*WHAT YOU HAVE TO DO*. Set down all of the records exactly.

Stored data entries
*** Begin section ***

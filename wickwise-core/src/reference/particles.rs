//! Particle chemistry table.
//!
//! Physical defaults come from manufacturer datasheets; the scoring factors are
//! the empirical weights used by the predictors, cost model and stability
//! scorer. Every function here is total over [`ParticleType`]: `Other` maps to
//! a generic 40 nm colloid with neutral scoring weights.

use wickwise_schemas::particle::{Concentration, ParticleSpec, ParticleType, SizeRange};

/// Scoring weights for one particle chemistry.
#[derive(Debug, Clone, Copy, PartialEq)]
pub struct ParticleFactors {
    /// Added to the base sensitivity score.
    pub sensitivity_bonus: f64,
    /// Added to the base specificity score.
    pub specificity_bonus: f64,
    /// Added to the base stability score.
    pub stability_bonus: f64,
    /// Multiplier on the base manufacturing cost.
    pub manufacturing_complexity: f64,
    /// Conjugation and handling need dedicated equipment or training.
    pub specialized_handling: bool,
    pub description: &'static str,
    pub readout: &'static str,
}

/// Weights for `ParticleType::Other`: no sensitivity, specificity or
/// stability bonus and baseline manufacturing complexity.
pub const DEFAULT_PARTICLE_FACTORS: ParticleFactors = ParticleFactors {
    sensitivity_bonus: 0.0,
    specificity_bonus: 0.0,
    stability_bonus: 0.0,
    manufacturing_complexity: 1.0,
    specialized_handling: false,
    description: "Unclassified particle label",
    readout: "Unknown; verify with a reader",
};

pub fn particle_factors(particle_type: &ParticleType) -> ParticleFactors {
    match particle_type {
        ParticleType::GoldNano => ParticleFactors {
            sensitivity_bonus: 0.08,
            specificity_bonus: 0.03,
            stability_bonus: 0.10,
            manufacturing_complexity: 1.1,
            specialized_handling: false,
            description: "Gold nanoparticles, most common in LFAs",
            readout: "Red color, no equipment needed",
        },
        ParticleType::LatexBeads => ParticleFactors {
            sensitivity_bonus: 0.04,
            specificity_bonus: 0.01,
            stability_bonus: 0.08,
            manufacturing_complexity: 1.0,
            specialized_handling: false,
            description: "Polystyrene latex beads",
            readout: "Various colors, no equipment needed",
        },
        ParticleType::QuantumDots => ParticleFactors {
            sensitivity_bonus: 0.12,
            specificity_bonus: 0.04,
            stability_bonus: 0.05,
            manufacturing_complexity: 1.3,
            specialized_handling: true,
            description: "Quantum dots, fluorescent nanocrystals",
            readout: "Requires UV light or reader",
        },
        ParticleType::MagneticBeads => ParticleFactors {
            sensitivity_bonus: 0.06,
            specificity_bonus: 0.05,
            stability_bonus: 0.07,
            manufacturing_complexity: 1.2,
            specialized_handling: false,
            description: "Magnetic nanoparticles",
            readout: "Brown/black, can use magnetic reader",
        },
        ParticleType::Fluorescent => ParticleFactors {
            sensitivity_bonus: 0.10,
            specificity_bonus: 0.02,
            stability_bonus: 0.06,
            manufacturing_complexity: 1.2,
            specialized_handling: false,
            description: "Fluorescent particles",
            readout: "Requires UV light or reader",
        },
        ParticleType::Other(_) => DEFAULT_PARTICLE_FACTORS,
    }
}

/// Datasheet defaults for a particle type, sized at its literature optimum
/// with medium loading.
pub fn particle_defaults(particle_type: &ParticleType) -> ParticleSpec {
    let (density, (min, optimum, max), cost, zeta, aggregation, shelf_life) = match particle_type {
        ParticleType::GoldNano => (19.3, (20.0, 40.0, 60.0), 0.20, -35.0, 150.0, 24.0),
        ParticleType::LatexBeads => (1.05, (100.0, 200.0, 300.0), 0.15, -45.0, 300.0, 36.0),
        ParticleType::QuantumDots => (5.8, (10.0, 15.0, 20.0), 0.40, -25.0, 200.0, 12.0),
        ParticleType::MagneticBeads => (5.2, (150.0, 250.0, 350.0), 0.30, -20.0, 250.0, 24.0),
        ParticleType::Fluorescent => (1.05, (50.0, 100.0, 150.0), 0.25, -40.0, 300.0, 18.0),
        // Generic colloid: gold-sized, moderately charged, one-year shelf life.
        ParticleType::Other(_) => (1.0, (20.0, 40.0, 60.0), 0.20, -30.0, 150.0, 12.0),
    };

    ParticleSpec {
        particle_type: particle_type.clone(),
        density_g_cm3: density,
        optimal_size: SizeRange {
            min_nm: min,
            max_nm: max,
            optimum_nm: optimum,
        },
        cost,
        zeta_potential_mv: zeta,
        aggregation_threshold_mm: aggregation,
        shelf_life_months: shelf_life,
        size_nm: optimum,
        concentration: Concentration::Medium,
    }
}

#[cfg(test)]
mod tests {
    use super::*;

    #[test]
    fn defaults_start_at_the_optimum() {
        for particle_type in ParticleType::KNOWN.iter() {
            let spec = particle_defaults(particle_type);
            assert_eq!(spec.size_nm, spec.optimal_size.optimum_nm);
            assert!(spec.optimal_size.min_nm < spec.optimal_size.optimum_nm);
            assert!(spec.optimal_size.optimum_nm < spec.optimal_size.max_nm);
        }
    }

    #[test]
    fn unknown_type_keeps_its_name_and_gets_defaults() {
        let other = ParticleType::Other("silica-core".to_string());
        let spec = particle_defaults(&other);
        assert_eq!(spec.particle_type.as_str(), "silica-core");
        assert_eq!(particle_factors(&other), DEFAULT_PARTICLE_FACTORS);
    }
}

*** End section ***

*TASK RESULT*.
filename wickwise-core/src/reference/particles.rs
//! Particle chemistry table.
//!
//! Physical defaults come from manufacturer datasheets; the scoring factors are
//! the empirical weights used by the predictors, cost model and stability
//! scorer. Every function here is total over [`ParticleType`]: `Other` maps to
//! a generic 40 nm colloid with neutral scoring weights.

use wickwise_schemas::particle::{Concentration, ParticleSpec, ParticleType, SizeRange};

/// Scoring weights for one particle chemistry.
#[derive(Debug, Clone, Copy, PartialEq)]
pub struct ParticleFactors {
    /// Added to the base sensitivity score.
    pub sensitivity_bonus: f64,
    /// Added to the base specificity score.
    pub specificity_bonus: f64,
    /// Added to the base stability score.
    pub stability_bonus: f64,
    /// Multiplier on the base manufacturing cost.
    pub manufacturing_complexity: f64,
    /// Conjugation and handling need dedicated equipment or training.
    pub specialized_handling: bool,
    pub description: &'static str,
    pub readout: &'static str,
}

/// Weights for `ParticleType::Other`: no sensitivity, specificity or
/// stability bonus and baseline manufacturing complexity.
pub const DEFAULT_PARTICLE_FACTORS: ParticleFactors = ParticleFactors {
    sensitivity_bonus: 0.0,
    specificity_bonus: 0.0,
    stability_bonus: 0.0,
    manufacturing_complexity: 1.0,
    specialized_handling: false,
    description: "Unclassified particle label",
    readout: "Unknown; verify with a reader",
};

pub fn particle_factors(particle_type: &ParticleType) -> ParticleFactors {
    match particle_type {
        ParticleType::GoldNano => ParticleFactors {
            sensitivity_bonus: 0.08,
            specificity_bonus: 0.03,
            stability_bonus: 0.10,
            manufacturing_complexity: 1.1,
            specialized_handling: false,
            description: "Gold nanoparticles, most common in LFAs",
            readout: "Red color, no equipment needed",
        },
        ParticleType::LatexBeads => ParticleFactors {
            sensitivity_bonus: 0.04,
            specificity_bonus: 0.01,
            stability_bonus: 0.08,
            manufacturing_complexity: 1.0,
            specialized_handling: false,
            description: "Polystyrene latex beads",
            readout: "Various colors, no equipment needed",
        },
        ParticleType::QuantumDots => ParticleFactors {
            sensitivity_bonus: 0.12,
            specificity_bonus: 0.04,
            stability_bonus: 0.05,
            manufacturing_complexity: 1.3,
            specialized_handling: true,
            description: "Quantum dots, fluorescent nanocrystals",
            readout: "Requires UV light or reader",
        },
        ParticleType::MagneticBeads => ParticleFactors {
            sensitivity_bonus: 0.06,
            specificity_bonus: 0.05,
            stability_bonus: 0.07,
            manufacturing_complexity: 1.2,
            specialized_handling: false,
            description: "Magnetic nanoparticles",
            readout: "Brown/black, can use magnetic reader",
        },
        ParticleType::Fluorescent => ParticleFactors {
            sensitivity_bonus: 0.10,
            specificity_bonus: 0.02,
            stability_bonus: 0.06,
            manufacturing_complexity: 1.2,
            specialized_handling: false,
            description: "Fluorescent particles",
            readout: "Requires UV light or reader",
        },
        ParticleType::Other(_) => DEFAULT_PARTICLE_FACTORS,
    }
}

/// Datasheet defaults for a particle type, sized at its literature optimum
/// with medium loading.
pub fn particle_defaults(particle_type: &ParticleType) -> ParticleSpec {
    let (density, (min, optimum, max), cost, zeta, aggregation, shelf_life) = match particle_type {
        ParticleType::GoldNano => (19.3, (20.0, 40.0, 60.0), 0.20, -35.0, 150.0, 24.0),
        ParticleType::LatexBeads => (1.05, (100.0, 200.0, 300.0), 0.15, -45.0, 300.0, 36.0),
        ParticleType::QuantumDots => (5.8, (10.0, 15.0, 20.0), 0.40, -25.0, 200.0, 12.0),
        ParticleType::MagneticBeads => (5.2, (150.0, 250.0, 350.0), 0.30, -20.0, 250.0, 24.0),
        ParticleType::Fluorescent => (1.05, (50.0, 100.0, 150.0), 0.25, -40.0, 300.0, 18.0),
        // Generic colloid: gold-sized, moderately charged, one-year shelf life.
        ParticleType::Other(_) => (1.0, (20.0, 40.0, 60.0), 0.20, -30.0, 150.0, 12.0),
    };

    ParticleSpec {
        particle_type: particle_type.clone(),
        density_g_cm3: density,
        optimal_size: SizeRange {
            min_nm: min,
            max_nm: max,
            optimum_nm: optimum,
        },
        cost,
        zeta_potential_mv: zeta,
        aggregation_threshold_mm: aggregation,
        shelf_life_months: shelf_life,
        size_nm: optimum,
        concentration: Concentration::Medium,
    }
}

#[cfg(test)]
mod tests {
    use super::*;

    #[test]
    fn defaults_start_at_the_optimum() {
        for particle_type in ParticleType::KNOWN.iter() {
            let spec = particle_defaults(particle_type);
            assert_eq!(spec.size_nm, spec.optimal_size.optimum_nm);
            assert!(spec.optimal_size.min_nm < spec.optimal_size.optimum_nm);
            assert!(spec.optimal_size.optimum_nm < spec.optimal_size.max_nm);
        }
    }

    #[test]
    fn unknown_type_keeps_its_name_and_gets_defaults() {
        let other = ParticleType::Other("silica-core".to_string());
        let spec = particle_defaults(&other);
        assert_eq!(spec.particle_type.as_str(), "silica-core");
        assert_eq!(particle_factors(&other), DEFAULT_PARTICLE_FACTORS);
    }
}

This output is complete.